Henri Michaux, Le jardin exalté
Observations
Cette plaquette poétique est l’un des derniers livres publiés du vivant de l’auteur (en 1983). Il est réédité par Fata Morgana que Bruno Roy – ascendant littéraire de David Massabuau son héritier – avait publié. Henri Michaux dépeint un jardin à la campagne oscillant entre vue et invention, « Dose faible, endroit calme, ciel dégagé », sous l’effet progressif des psychotropes.
Ce havre de paix et les corps qui l’observent sont en perpétuelle métamorphose : « Ce que rameaux et feuilles peuvent figurer, aucun bras comme aucun corps de femme ou d’homme, aucune danse humaine ou animale n’aurait pu le réaliser. » La précision de l’auteur souligne comment des nonchalances suivies de reprises inattendues produisent dans sa psyché et dans l’instant des moments « déchaînés, indépassables ».

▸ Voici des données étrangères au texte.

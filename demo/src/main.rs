//! Reads `base u v` records and prints the outline of every base,
//! either as SVG polygons or as JSON.

use anyhow::{ anyhow, Context, Result };
use clap::{ Parser, ValueEnum };
use log::{ error, info };
use serde::Serialize;

use hexoutline::{ svg, BaseId, Outline, OutlineConfig, Outliner, Precision, Tile };

use std::collections::BTreeMap;
use std::fs;
use std::io::{ self, Read };
use std::path::PathBuf;

#[derive(Parser)]
#[command(name = "hexoutline-demo")]
#[command(about = "Outlines the bases of a hexagonal map")]
#[command(long_about = "Reads whitespace-separated `base u v` records, one tile per line,
and prints the outline of every base. Blank lines and lines starting
with `#` are ignored.")]
struct Cli {
    /// File with the tile records, or stdin if omitted
    input: Option<PathBuf>,

    /// Radius of a hexagon in output units
    #[arg(short, long, default_value_t = 1.0)]
    radius: f64,

    /// Precision of the output coordinates, e.g. 0.01
    #[arg(short, long, default_value_t = 1e-2)]
    precision: f64,

    /// Output format
    #[arg(short, long, value_enum, default_value_t = Format::Svg)]
    format: Format,

    /// Enable debug logging
    #[arg(short, long)]
    verbose: bool,
}

#[derive(Clone, Copy, PartialEq, Eq, Debug, ValueEnum)]
enum Format {
    Svg,
    Json,
}

#[derive(Serialize, Default)]
struct Report<'a> {
    outlines: BTreeMap<BaseId, &'a Outline>,
    errors: BTreeMap<BaseId, String>,
}

fn main() {
    if let Err(e) = run() {
        error!("{:#}", e);
        std::process::exit(1);
    }
}

fn run() -> Result<()> {
    let cli = Cli::parse();

    let level = if cli.verbose { log::LevelFilter::Debug } else { log::LevelFilter::Warn };
    env_logger::Builder::new()
        .filter_level(level)
        .parse_default_env()
        .target(env_logger::Target::Stderr)
        .init();

    let text = match &cli.input {
        Some(path) => fs::read_to_string(path)
            .with_context(|| format!("Failed to read {}", path.display()))?,
        None => {
            let mut buf = String::new();
            io::stdin().read_to_string(&mut buf).context("Failed to read stdin")?;
            buf
        }
    };
    let records = parse_records(&text)?;
    info!("Read {} tile records", records.len());

    let config = OutlineConfig {
        radius: cli.radius,
        precision: Precision::from_step(cli.precision)?,
    };
    let outlines = Outliner::new(&config)?.outlines(records);

    match cli.format {
        Format::Svg => {
            for (base, outline) in &outlines {
                match outline {
                    Ok(o) => println!("<!-- base {} -->\n{}", base, svg::polygon(o)),
                    Err(e) => eprintln!("base {}: {}", base, e),
                }
            }
        }
        Format::Json => {
            let mut report = Report::default();
            for (base, outline) in &outlines {
                match outline {
                    Ok(o) => { report.outlines.insert(*base, o); }
                    Err(e) => { report.errors.insert(*base, e.to_string()); }
                }
            }
            println!("{}", serde_json::to_string_pretty(&report)?);
        }
    }
    Ok(())
}

/// Parse `base u v` records, one per line.
fn parse_records(text: &str) -> Result<Vec<(BaseId, Tile)>> {
    let mut records = Vec::new();
    for (n, line) in text.lines().enumerate() {
        let line = line.trim();
        if line.is_empty() || line.starts_with('#') {
            continue
        }
        let fields = line.split_whitespace().collect::<Vec<_>>();
        if let [base, u, v] = fields[..] {
            let base = base.parse().with_context(|| format!("line {}: invalid base id", n + 1))?;
            let u = u.parse().with_context(|| format!("line {}: invalid u coordinate", n + 1))?;
            let v = v.parse().with_context(|| format!("line {}: invalid v coordinate", n + 1))?;
            records.push((base, Tile::new(u, v)));
        } else {
            return Err(anyhow!("line {}: expected `base u v`, got {:?}", n + 1, line))
        }
    }
    Ok(records)
}

#[cfg(test)]
mod tests {
    use super::*;

    #[test]
    fn test_parse_records() {
        let text = "# base u v\n1 0 0\n\n  1 1 0\n2 -3 4\n";
        let records = parse_records(text).unwrap();
        assert_eq!(records, vec![
            (1, Tile::new(0, 0)),
            (1, Tile::new(1, 0)),
            (2, Tile::new(-3, 4)),
        ]);
    }

    #[test]
    fn test_parse_errors() {
        assert!(parse_records("1 0").is_err());
        assert!(parse_records("1 0 0 0").is_err());
        assert!(parse_records("x 0 0").is_err());
        assert!(parse_records("-1 0 0").is_err());
    }

    #[test]
    fn test_cli() {
        use clap::CommandFactory;
        Cli::command().debug_assert();
    }
}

Dès lors, l’esprit, transformé en chair et muscle, métamorphose les arbres, le réel et en visions poétiques qui valsent en rythme : un paradis explose et la littérature devient expérience psychédélique aux émanations souveraines. Des débordements à n’en plus finir, sont – écrit Michaux, devenu une nouvelle fois visionnaire – « élastiques » dans les dérèglements des sens et une mentalisation. Celle-ci change le cours des choses en un jardin extraordinaire.
jean-paul gavard-perret
Henri Michaux, Le jardin exalté, Fata Morgana, Fontfroide le Haut, 2025, 32 p. – 9,00 €.